The World Bank Board of Directors has approved the 3rd Regional Disease Surveillance Systems Enhancement, REDISSE, project, committing additional US$120 million to the work plans.

Disclosing this at the ongoing technical sub-committee meeting of the REDISSE project in Lagos, World Bank Senior Health Specialist, Mr John Paul Clark, explained that the REDISSE project is a Regional project funded by the World Bank, covering all 15 ECOWAS’ countries and Mauritania, in five-year phases from 2016 to 2023.

The first phase covers three countries, namely Guinea, Senegal and Sierra Leone, the second phase four countries, Nigeria, Guinea-Bissau, Liberia and Togo.

The Project also has a total of USD 367.8 million and aims to strengthen disease surveillance and response systems at the regional level and in the ECOWAS Member States and Mauritania.

Its implementation is in the third phase, covering four countries – Benin, Mali, Niger and Mauritania.

Clark said REDISSE project was now providing credits and grants to 11 countries and West African Health Organisation, WAHO, with the budget growing to US$400 million.

He further noted that REDISSE is the World Bank’s Flagship investment in both Health Security and the One Health agenda.

Reviewing the implementation of the programme, the World Bank expressed displeasure that REDISSE 1 (Guinea, Sierra Leone and Senegal) has a disbursement ratio of only 14 per cent, compelling the downgrading in June 2018 from Satisfactory to Moderate, warning that it could fall to Unsatisfactory “unless the pace of implementation increases.”

The REDISSE 2 (Togo, Guinea Bissau, Nigeria and Liberia) has disbursement ratio of 9 per cent, a big portion of which is for activation of the CERC in Nigeria due to the Lassa fever, warning also that the project is at risk of ratings downgrade this year. “As such, we need to take our work here very seriously.

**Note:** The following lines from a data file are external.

//! File-backed persistence for the personal vocabulary list
//!
//! The list lives in a single pretty-printed JSON file. A missing file reads
//! as an empty list.

use anyhow::{Context, Result};
use lecture_core::VocabularyList;
use std::path::{Path, PathBuf};
use tokio::fs;
use tracing::{debug, info};

#[derive(Debug, Clone)]
pub struct VocabularyStore {
    path: PathBuf,
}

impl VocabularyStore {
    pub fn new(path: impl Into<PathBuf>) -> Self {
        Self { path: path.into() }
    }

    pub fn path(&self) -> &Path {
        &self.path
    }

    pub async fn load(&self) -> Result<VocabularyList> {
        if !fs::try_exists(&self.path).await.unwrap_or(false) {
            debug!("No vocabulary file at {}, starting empty", self.path.display());
            return Ok(VocabularyList::new());
        }

        let content = fs::read_to_string(&self.path)
            .await
            .with_context(|| format!("Failed to read vocabulary file {}", self.path.display()))?;
        let list: VocabularyList = serde_json::from_str(&content)
            .with_context(|| format!("Invalid vocabulary file {}", self.path.display()))?;
        debug!("📖 Loaded {} vocabulary entries", list.len());
        Ok(list)
    }

    pub async fn save(&self, list: &VocabularyList) -> Result<()> {
        if let Some(parent) = self.path.parent().filter(|p| !p.as_os_str().is_empty()) {
            fs::create_dir_all(parent).await?;
        }

        let json_content = serde_json::to_string_pretty(list)?;
        fs::write(&self.path, json_content)
            .await
            .with_context(|| format!("Failed to write vocabulary file {}", self.path.display()))?;
        info!("💾 Saved {} vocabulary entries to {}", list.len(), self.path.display());
        Ok(())
    }
}
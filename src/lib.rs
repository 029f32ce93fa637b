//! Lecture Viewer
//!
//! Client for a remote lessons API: lists recorded audio lessons, plays them
//! back with synchronized subtitles, shows blackboard photos for the lesson
//! day and keeps lesson metadata and a personal vocabulary list.

pub mod api;
pub mod clock;
pub mod config;
pub mod sampler;
pub mod session;
pub mod vocabulary_store;

// Re-export main types for easy access
pub use crate::api::{ApiBody, ApiError, ApiResult, HttpLectureApi, LectureApi, LessonLookup, SubtitleUpload};
pub use crate::clock::{PlaybackClock, TransportClock};
pub use crate::config::{Config, ConfigBuilder};
pub use crate::sampler::{ActiveSubtitle, SamplerHandle, SubtitleSampler, DEFAULT_SAMPLE_INTERVAL};
pub use crate::session::{
    CatalogListing, CatalogState, CatalogView, EditorError, EditorMode, LessonEditor, PlayerSession,
    PlayerSettings, SubtitleError,
};
pub use crate::vocabulary_store::VocabularyStore;
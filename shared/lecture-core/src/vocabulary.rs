//! Personal vocabulary list kept alongside a lesson

use crate::{LectureCoreError, Result};
use serde::{Deserialize, Serialize};
use std::fmt;
use std::str::FromStr;

/// How well a word is known
#[derive(Debug, Clone, Copy, PartialEq, Eq, Hash, Default, Serialize, Deserialize)]
#[serde(rename_all = "snake_case")]
pub enum Familiarity {
    #[default]
    NotLearned,
    PartiallyLearned,
    Mastered,
}

impl Familiarity {
    pub const ALL: [Familiarity; 3] = [
        Familiarity::NotLearned,
        Familiarity::PartiallyLearned,
        Familiarity::Mastered,
    ];

    pub fn label(&self) -> &'static str {
        match self {
            Familiarity::NotLearned => "not learned",
            Familiarity::PartiallyLearned => "partially learned",
            Familiarity::Mastered => "mastered",
        }
    }
}

impl fmt::Display for Familiarity {
    fn fmt(&self, f: &mut fmt::Formatter<'_>) -> fmt::Result {
        f.write_str(self.label())
    }
}

impl FromStr for Familiarity {
    type Err = LectureCoreError;

    fn from_str(s: &str) -> Result<Self> {
        match s.trim().to_lowercase().replace(['-', '_'], " ").as_str() {
            "not learned" | "new" => Ok(Familiarity::NotLearned),
            "partially learned" | "partial" => Ok(Familiarity::PartiallyLearned),
            "mastered" => Ok(Familiarity::Mastered),
            _ => Err(LectureCoreError::InvalidField {
                field: "familiarity",
                value: s.to_string(),
                reason: "expected not-learned, partially-learned or mastered".to_string(),
            }),
        }
    }
}

#[derive(Debug, Clone, PartialEq, Eq, Serialize, Deserialize)]
pub struct VocabularyEntry {
    /// Millisecond timestamp of creation, unique within a list
    pub id: i64,
    pub word: String,
    pub translation: String,
    pub familiarity: Familiarity,
}

#[derive(Debug, Clone, Default, PartialEq, Eq, Serialize, Deserialize)]
pub struct VocabularyList {
    entries: Vec<VocabularyEntry>,
}

impl VocabularyList {
    pub fn new() -> Self {
        Self::default()
    }

    pub fn entries(&self) -> &[VocabularyEntry] {
        &self.entries
    }

    pub fn len(&self) -> usize {
        self.entries.len()
    }

    pub fn is_empty(&self) -> bool {
        self.entries.is_empty()
    }

    /// Add a word stamped with the current time
    pub fn add(&mut self, word: &str, translation: &str, familiarity: Familiarity) -> Result<&VocabularyEntry> {
        self.add_at(word, translation, familiarity, chrono::Utc::now().timestamp_millis())
    }

    /// Add a word stamped with `now_millis`. Ids stay strictly increasing even
    /// when two words land in the same millisecond.
    pub fn add_at(
        &mut self,
        word: &str,
        translation: &str,
        familiarity: Familiarity,
        now_millis: i64,
    ) -> Result<&VocabularyEntry> {
        let word = word.trim();
        if word.is_empty() {
            return Err(LectureCoreError::EmptyWord);
        }

        let id = match self.entries.iter().map(|entry| entry.id).max() {
            Some(last) if last >= now_millis => last + 1,
            _ => now_millis,
        };

        self.entries.push(VocabularyEntry {
            id,
            word: word.to_string(),
            translation: translation.trim().to_string(),
            familiarity,
        });
        Ok(&self.entries[self.entries.len() - 1])
    }

    /// Remove by id; removing an unknown id is not an error
    pub fn remove(&mut self, id: i64) -> bool {
        let before = self.entries.len();
        self.entries.retain(|entry| entry.id != id);
        self.entries.len() != before
    }

    pub fn by_familiarity(&self, familiarity: Familiarity) -> impl Iterator<Item = &VocabularyEntry> {
        self.entries.iter().filter(move |entry| entry.familiarity == familiarity)
    }
}

#[cfg(test)]
mod tests {
    use super::*;

    #[test]
    fn test_add_and_remove() {
        let mut list = VocabularyList::new();
        let id = list.add_at("madrugar", "to get up early", Familiarity::default(), 1_000).unwrap().id;

        assert_eq!(id, 1_000);
        assert_eq!(list.entries()[0].familiarity, Familiarity::NotLearned);
        assert!(list.remove(id));
        assert!(!list.remove(id));
        assert!(list.is_empty());
    }

    #[test]
    fn test_ids_stay_unique_within_same_millisecond() {
        let mut list = VocabularyList::new();
        let a = list.add_at("uno", "one", Familiarity::Mastered, 5).unwrap().id;
        let b = list.add_at("dos", "two", Familiarity::Mastered, 5).unwrap().id;
        let c = list.add_at("tres", "three", Familiarity::Mastered, 3).unwrap().id;

        assert_eq!((a, b, c), (5, 6, 7));
    }

    #[test]
    fn test_empty_word_rejected() {
        let mut list = VocabularyList::new();
        assert_eq!(list.add("  ", "x", Familiarity::Mastered).unwrap_err(), LectureCoreError::EmptyWord);
    }

    #[test]
    fn test_familiarity_parsing_and_filter() {
        assert_eq!("partially-learned".parse::<Familiarity>().unwrap(), Familiarity::PartiallyLearned);
        assert_eq!("Mastered".parse::<Familiarity>().unwrap(), Familiarity::Mastered);
        assert_eq!("not_learned".parse::<Familiarity>().unwrap(), Familiarity::NotLearned);
        assert!("maybe".parse::<Familiarity>().is_err());

        let mut list = VocabularyList::new();
        list.add_at("a", "", Familiarity::Mastered, 1).unwrap();
        list.add_at("b", "", Familiarity::NotLearned, 2).unwrap();
        assert_eq!(list.by_familiarity(Familiarity::Mastered).count(), 1);
    }
}
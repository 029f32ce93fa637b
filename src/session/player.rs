//! Player session for a single lesson
//!
//! Holds the subtitle timeline, blackboard photos and transport for the
//! selected lesson. Every fetch captures the request generation; results
//! that arrive after the selection changed are discarded.

use lecture_core::photos::date_prefix;
use lecture_core::{InsertRejected, PhotoAsset, PhotoCarousel, SubtitleEntry, SubtitleId, SubtitleTimeline};
use std::collections::HashSet;
use std::sync::Arc;
use std::time::Duration;
use thiserror::Error;
use tracing::{debug, info, warn};
use url::Url;

use super::generation::{Generation, GenerationToken};
use crate::api::{ApiError, ApiResult, LectureApi, SubtitleUpload};
use crate::clock::{PlaybackClock, TransportClock};
use crate::config::Config;
use crate::sampler::{ActiveSubtitle, SamplerHandle, SubtitleSampler};

/// Player settings taken from the configuration
#[derive(Debug, Clone)]
pub struct PlayerSettings {
    pub language: String,
    pub sample_interval: Duration,
    pub provisional_window: f64,
    pub rewind_seconds: f64,
    /// Origin relative photo URLs are resolved against
    pub origin: String,
}

impl From<&Config> for PlayerSettings {
    fn from(config: &Config) -> Self {
        Self {
            language: config.api.language.clone(),
            sample_interval: config.playback.sample_interval(),
            provisional_window: config.playback.provisional_window_seconds,
            rewind_seconds: config.playback.rewind_seconds,
            origin: origin_of(&config.api.base_url),
        }
    }
}

/// Scheme, host and port of the API base URL; photo URLs are rooted there
fn origin_of(base_url: &str) -> String {
    match Url::parse(base_url) {
        Ok(url) if url.origin().is_tuple() => url.origin().ascii_serialization(),
        _ => base_url.trim_end_matches('/').to_string(),
    }
}

impl Default for PlayerSettings {
    fn default() -> Self {
        Self::from(&Config::default())
    }
}

/// Subtitle authoring failures
#[derive(Error, Debug)]
pub enum SubtitleError {
    /// Nothing was inserted
    #[error("Subtitle not added: {0}")]
    Rejected(#[from] InsertRejected),

    /// The entry was inserted locally but the server did not accept it.
    /// The local entry is kept.
    #[error("Subtitle kept locally but upload failed: {source}")]
    Upload {
        entry: SubtitleEntry,
        #[source]
        source: ApiError,
    },

    /// The server refused the delete; the local entry is kept
    #[error("Subtitle delete failed: {0}")]
    Delete(#[source] ApiError),
}

/// Result of a fetch issued by a player session
#[derive(Debug)]
pub struct Fetched<T> {
    token: GenerationToken,
    lesson_id: String,
    result: ApiResult<T>,
}

/// Descriptor for a fetch; run it against the API and hand the result back
/// to [`PlayerSession::apply_subtitles`] or [`PlayerSession::apply_photos`]
#[derive(Debug, Clone)]
pub struct FetchRequest {
    token: GenerationToken,
    lesson_id: String,
    language: String,
}

impl FetchRequest {
    pub fn lesson_id(&self) -> &str {
        &self.lesson_id
    }

    pub async fn subtitles(self, api: &dyn LectureApi) -> Fetched<Vec<SubtitleEntry>> {
        let result = api.get_subtitles(&self.lesson_id, &self.language).await;
        Fetched {
            token: self.token,
            lesson_id: self.lesson_id,
            result,
        }
    }

    pub async fn photos(self, api: &dyn LectureApi) -> Fetched<Vec<PhotoAsset>> {
        let result = match date_prefix(&self.lesson_id) {
            Some(date) => api.photos_by_date(date).await,
            None => Ok(Vec::new()),
        };
        Fetched {
            token: self.token,
            lesson_id: self.lesson_id,
            result,
        }
    }
}

pub struct PlayerSession {
    api: Arc<dyn LectureApi>,
    settings: PlayerSettings,
    lesson_id: String,
    generation: Generation,
    timeline: SubtitleTimeline,
    photos: PhotoCarousel,
    clock: Arc<TransportClock>,
    sampler: Option<SamplerHandle>,
    pending_uploads: HashSet<SubtitleId>,
    last_error: Option<String>,
    photo_error: Option<String>,
}

impl PlayerSession {
    pub fn new(api: Arc<dyn LectureApi>, settings: PlayerSettings, lesson_id: impl Into<String>) -> Self {
        let timeline = SubtitleTimeline::default().with_window(settings.provisional_window);
        Self {
            api,
            settings,
            lesson_id: lesson_id.into(),
            generation: Generation::new(),
            timeline,
            photos: PhotoCarousel::default(),
            clock: Arc::new(TransportClock::new()),
            sampler: None,
            pending_uploads: HashSet::new(),
            last_error: None,
            photo_error: None,
        }
    }

    pub fn lesson_id(&self) -> &str {
        &self.lesson_id
    }

    pub fn subtitles(&self) -> &[SubtitleEntry] {
        self.timeline.entries()
    }

    pub fn photos(&self) -> &PhotoCarousel {
        &self.photos
    }

    pub fn photos_mut(&mut self) -> &mut PhotoCarousel {
        &mut self.photos
    }

    /// Absolute URL of the photo on display
    pub fn current_photo_url(&self) -> Option<String> {
        self.photos.current().map(|photo| photo.resolve_url(&self.settings.origin))
    }

    pub fn clock(&self) -> Arc<TransportClock> {
        self.clock.clone()
    }

    pub fn last_error(&self) -> Option<&str> {
        self.last_error.as_deref()
    }

    /// Why the photo carousel is empty after a failed photo fetch
    pub fn photo_error(&self) -> Option<&str> {
        self.photo_error.as_deref()
    }

    /// Switch to another lesson. Outstanding fetches for the previous one
    /// become stale and local state is cleared.
    pub fn select(&mut self, lesson_id: impl Into<String>) {
        self.lesson_id = lesson_id.into();
        self.generation.advance();
        self.timeline = SubtitleTimeline::default().with_window(self.settings.provisional_window);
        self.photos = PhotoCarousel::default();
        self.pending_uploads.clear();
        self.last_error = None;
        self.photo_error = None;
        self.clock.unload();
        self.restart_sampler();
        info!("🎧 Selected lesson {}", self.lesson_id);
    }

    /// Describe a fetch for the current selection
    pub fn fetch_request(&self) -> FetchRequest {
        FetchRequest {
            token: self.generation.token(),
            lesson_id: self.lesson_id.clone(),
            language: self.settings.language.clone(),
        }
    }

    /// `Ok(None)` when the fetch belongs to an earlier selection
    fn accept<T>(&self, fetched: Fetched<T>, what: &str) -> ApiResult<Option<T>> {
        if !self.generation.is_current(fetched.token) {
            debug!("Discarding stale {} for {}", what, fetched.lesson_id);
            return Ok(None);
        }
        match fetched.result {
            Ok(value) => Ok(Some(value)),
            Err(e) => {
                warn!("Failed to fetch {} for {}: {}", what, fetched.lesson_id, e);
                Err(e)
            }
        }
    }

    /// Apply a subtitle fetch. `Ok(false)` means it was stale and ignored.
    pub fn apply_subtitles(&mut self, fetched: Fetched<Vec<SubtitleEntry>>) -> ApiResult<bool> {
        let server = match self.accept(fetched, "subtitles") {
            Ok(Some(server)) => server,
            Ok(None) => return Ok(false),
            Err(e) => {
                self.last_error = Some(e.user_message());
                return Err(e);
            }
        };
        let pending = &self.pending_uploads;
        self.timeline.replace_with_server(server, |id| pending.contains(id));
        self.restart_sampler();
        Ok(true)
    }

    /// Apply a photo fetch. `Ok(false)` means it was stale and ignored.
    /// A failure empties the carousel and is kept in [`Self::photo_error`].
    pub fn apply_photos(&mut self, fetched: Fetched<Vec<PhotoAsset>>) -> ApiResult<bool> {
        match self.accept(fetched, "photos") {
            Ok(Some(photos)) => {
                self.photos = PhotoCarousel::new(photos);
                self.photo_error = None;
                Ok(true)
            }
            Ok(None) => Ok(false),
            Err(e) => {
                self.photos = PhotoCarousel::default();
                self.photo_error = Some(e.user_message());
                Err(e)
            }
        }
    }

    /// Fetch subtitles and photos for the current lesson concurrently.
    /// A photo failure leaves the carousel empty without failing the load;
    /// a subtitle failure is returned.
    pub async fn load(&mut self) -> ApiResult<()> {
        self.last_error = None;
        self.photo_error = None;
        let api = self.api.clone();
        let (subtitles, photos) = tokio::join!(
            self.fetch_request().subtitles(api.as_ref()),
            self.fetch_request().photos(api.as_ref())
        );

        // Reported through photo_error
        let _ = self.apply_photos(photos);
        self.apply_subtitles(subtitles)?;

        info!(
            "Loaded lesson {}: {} subtitles, {} photos",
            self.lesson_id,
            self.timeline.len(),
            self.photos.len()
        );
        Ok(())
    }

    /// Refetch subtitles and reconcile with the server copy
    pub async fn refresh_subtitles(&mut self) -> ApiResult<bool> {
        let api = self.api.clone();
        let fetched = self.fetch_request().subtitles(api.as_ref()).await;
        self.apply_subtitles(fetched)
    }

    /// Download the lesson audio
    pub async fn download_audio(&self) -> ApiResult<Vec<u8>> {
        self.api.get_audio(&self.lesson_id).await
    }

    /// Start the periodic subtitle sampler
    pub fn start_sampling(&mut self) {
        self.sampler = Some(self.spawn_sampler());
    }

    pub fn stop_sampling(&mut self) {
        if let Some(sampler) = self.sampler.take() {
            sampler.stop();
        }
    }

    pub fn is_sampling(&self) -> bool {
        self.sampler.is_some()
    }

    /// Receiver for active subtitle changes, while sampling
    pub fn subscribe(&self) -> Option<tokio::sync::watch::Receiver<Option<ActiveSubtitle>>> {
        self.sampler.as_ref().map(SamplerHandle::subscribe)
    }

    fn spawn_sampler(&self) -> SamplerHandle {
        let snapshot: Arc<[SubtitleEntry]> = self.timeline.entries().to_vec().into();
        let clock: Arc<dyn PlaybackClock> = self.clock.clone();
        SubtitleSampler::spawn(snapshot, clock, self.settings.sample_interval)
    }

    /// Replace a running sampler after the list changed
    fn restart_sampler(&mut self) {
        if let Some(old) = self.sampler.take() {
            old.stop();
            self.sampler = Some(self.spawn_sampler());
        }
    }

    /// Subtitle at the current playback position, computed directly
    pub fn current_subtitle(&self) -> Option<&SubtitleEntry> {
        self.clock.position().and_then(|position| self.timeline.current(position))
    }

    /// Jump playback to a subtitle's start and play
    pub fn play_from(&self, id: &SubtitleId) -> bool {
        self.timeline
            .get(id)
            .map_or(false, |entry| self.clock.seek_to_subtitle(entry))
    }

    pub fn toggle_playback(&self) -> bool {
        self.clock.toggle()
    }

    pub fn rewind(&self) {
        self.clock.rewind(self.settings.rewind_seconds);
    }

    /// Insert a subtitle ending at the playback position, then upload it.
    ///
    /// The local insert happens first and is not rolled back when the upload
    /// fails; the entry disappears on the next refresh instead.
    pub async fn add_subtitle(&mut self, text: &str) -> Result<SubtitleEntry, SubtitleError> {
        let entry = self.timeline.insert(text, self.clock.position())?;
        self.pending_uploads.insert(entry.id.clone());
        self.restart_sampler();

        let upload = SubtitleUpload {
            video_id: self.lesson_id.clone(),
            language: self.settings.language.clone(),
            text: entry.text.clone(),
            start_time: entry.start_time,
            end_time: entry.end_time,
        };
        let result = self.api.upload_subtitle(&upload).await;
        self.pending_uploads.remove(&entry.id);

        match result {
            Ok(()) => Ok(entry),
            Err(source) => {
                self.last_error = Some(source.user_message());
                Err(SubtitleError::Upload { entry, source })
            }
        }
    }

    /// Delete a subtitle. Persisted entries are removed locally once the
    /// server confirms; provisional ones only exist here and go immediately.
    /// Deleting an unknown id is not an error.
    pub async fn delete_subtitle(&mut self, id: &SubtitleId) -> Result<bool, SubtitleError> {
        if let Some(server_id) = id.server_id() {
            if let Err(e) = self.api.delete_subtitle(server_id).await {
                self.last_error = Some(e.user_message());
                return Err(SubtitleError::Delete(e));
            }
        }

        let removed = self.timeline.remove(id);
        if removed {
            self.restart_sampler();
        }
        Ok(removed)
    }
}

impl Drop for PlayerSession {
    fn drop(&mut self) {
        self.stop_sampling();
    }
}

#[cfg(test)]
mod tests {
    use super::*;
    use crate::config::ConfigBuilder;

    #[test]
    fn test_origin_drops_base_path() {
        let config = ConfigBuilder::new().with_base_url("https://host.example.com/v1/").build();
        assert_eq!(PlayerSettings::from(&config).origin, "https://host.example.com");

        let config = ConfigBuilder::new().with_base_url("http://127.0.0.1:8787/api").build();
        assert_eq!(PlayerSettings::from(&config).origin, "http://127.0.0.1:8787");
    }

    #[test]
    fn test_origin_falls_back_to_trimmed_base_url() {
        assert_eq!(origin_of("not a url/"), "not a url");
        assert_eq!(origin_of("https://lessons.example.com/"), "https://lessons.example.com");
    }
}
//! Playback position sources
//!
//! The timeline matcher never reads a shared player handle itself; whatever
//! drives sampling asks a [`PlaybackClock`] for the position and passes it in.

use lecture_core::SubtitleEntry;
use std::sync::Mutex;
use tokio::time::Instant;
use tracing::debug;

/// Source of the current playback position, in seconds
pub trait PlaybackClock: Send + Sync {
    /// `None` while no media is loaded
    fn position(&self) -> Option<f64>;
}

#[derive(Debug)]
struct TransportState {
    loaded: bool,
    /// Position at the moment playback last started or was seeked
    anchor: f64,
    playing_since: Option<Instant>,
    duration: Option<f64>,
}

impl TransportState {
    fn position_at(&self, now: Instant) -> f64 {
        let position = match self.playing_since {
            Some(since) => self.anchor + now.duration_since(since).as_secs_f64(),
            None => self.anchor,
        };
        match self.duration {
            Some(duration) => position.min(duration),
            None => position,
        }
    }
}

/// Wall-clock driven transport with play, pause and seek.
///
/// Built on `tokio::time::Instant`, so tests running with paused time see a
/// deterministic position.
#[derive(Debug)]
pub struct TransportClock {
    state: Mutex<TransportState>,
}

impl TransportClock {
    /// A transport with nothing loaded yet
    pub fn new() -> Self {
        Self {
            state: Mutex::new(TransportState {
                loaded: false,
                anchor: 0.0,
                playing_since: None,
                duration: None,
            }),
        }
    }

    /// A paused transport already loaded at `position`
    pub fn loaded_at(position: f64) -> Self {
        let clock = Self::new();
        clock.load(None);
        clock.seek(position);
        clock
    }

    fn with_state<R>(&self, f: impl FnOnce(&mut TransportState) -> R) -> R {
        let mut state = match self.state.lock() {
            Ok(guard) => guard,
            Err(poisoned) => poisoned.into_inner(),
        };
        f(&mut state)
    }

    /// Mark media as loaded, paused at the start
    pub fn load(&self, duration: Option<f64>) {
        self.with_state(|state| {
            state.loaded = true;
            state.anchor = 0.0;
            state.playing_since = None;
            state.duration = duration.filter(|d| d.is_finite() && *d >= 0.0);
        });
    }

    pub fn unload(&self) {
        self.with_state(|state| {
            state.loaded = false;
            state.anchor = 0.0;
            state.playing_since = None;
            state.duration = None;
        });
    }

    pub fn is_loaded(&self) -> bool {
        self.with_state(|state| state.loaded)
    }

    pub fn is_playing(&self) -> bool {
        self.with_state(|state| state.playing_since.is_some())
    }

    pub fn play(&self) {
        self.with_state(|state| {
            if state.loaded && state.playing_since.is_none() {
                state.playing_since = Some(Instant::now());
            }
        });
    }

    pub fn pause(&self) {
        self.with_state(|state| {
            let now = Instant::now();
            state.anchor = state.position_at(now);
            state.playing_since = None;
        });
    }

    /// Flip between playing and paused; returns whether it is now playing
    pub fn toggle(&self) -> bool {
        if self.is_playing() {
            self.pause();
            false
        } else {
            self.play();
            self.is_playing()
        }
    }

    /// Jump to `position`, clamped to the media bounds
    pub fn seek(&self, position: f64) {
        self.with_state(|state| {
            let mut target = if position.is_finite() { position.max(0.0) } else { 0.0 };
            if let Some(duration) = state.duration {
                target = target.min(duration);
            }
            state.anchor = target;
            if state.playing_since.is_some() {
                state.playing_since = Some(Instant::now());
            }
            debug!("Seek to {:.2}s", target);
        });
    }

    /// Jump to a subtitle's start and play. Entries without a usable start
    /// time are ignored.
    pub fn seek_to_subtitle(&self, entry: &SubtitleEntry) -> bool {
        if !entry.start_time.is_finite() || !self.is_loaded() {
            return false;
        }
        self.seek(entry.start_time);
        self.play();
        true
    }

    /// Step back by `seconds`, never before the start
    pub fn rewind(&self, seconds: f64) {
        if let Some(position) = self.position() {
            self.seek((position - seconds).max(0.0));
        }
    }
}

impl Default for TransportClock {
    fn default() -> Self {
        Self::new()
    }
}

impl PlaybackClock for TransportClock {
    fn position(&self) -> Option<f64> {
        self.with_state(|state| state.loaded.then(|| state.position_at(Instant::now())))
    }
}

We need to see both what is and what is not working well in planning and implementation. What can we do better? “This is our opportunity to discuss the challenges we face openly, to identify some best practices and to advise each other on how best to move forward towards our objective of building capacity to prevent, detect and respond to disease threats in West Africa,” Clark said.

While declaring the meeting open, WAHO Director-General, Prof Stanley Okolo, charged participants to assess the status of implementation of the recommendations of the first Regional Steering Committee Meeting.

Represented by the Dr Carlos Brito, he explained that the meeting has a “heavy task” of producing a strategy for implementation of the REDISSE Project, adding that success of the implementation of the project was very important to us.”

While thanking the technical partners such as WHO, OIE, RAHC, CCISD, FMx among others, he commended Nigerian Government for accepting to host the meeting. The two-day technical sub-committee meeting is being attended by all the 15 ECOWAS member States and Mauritania.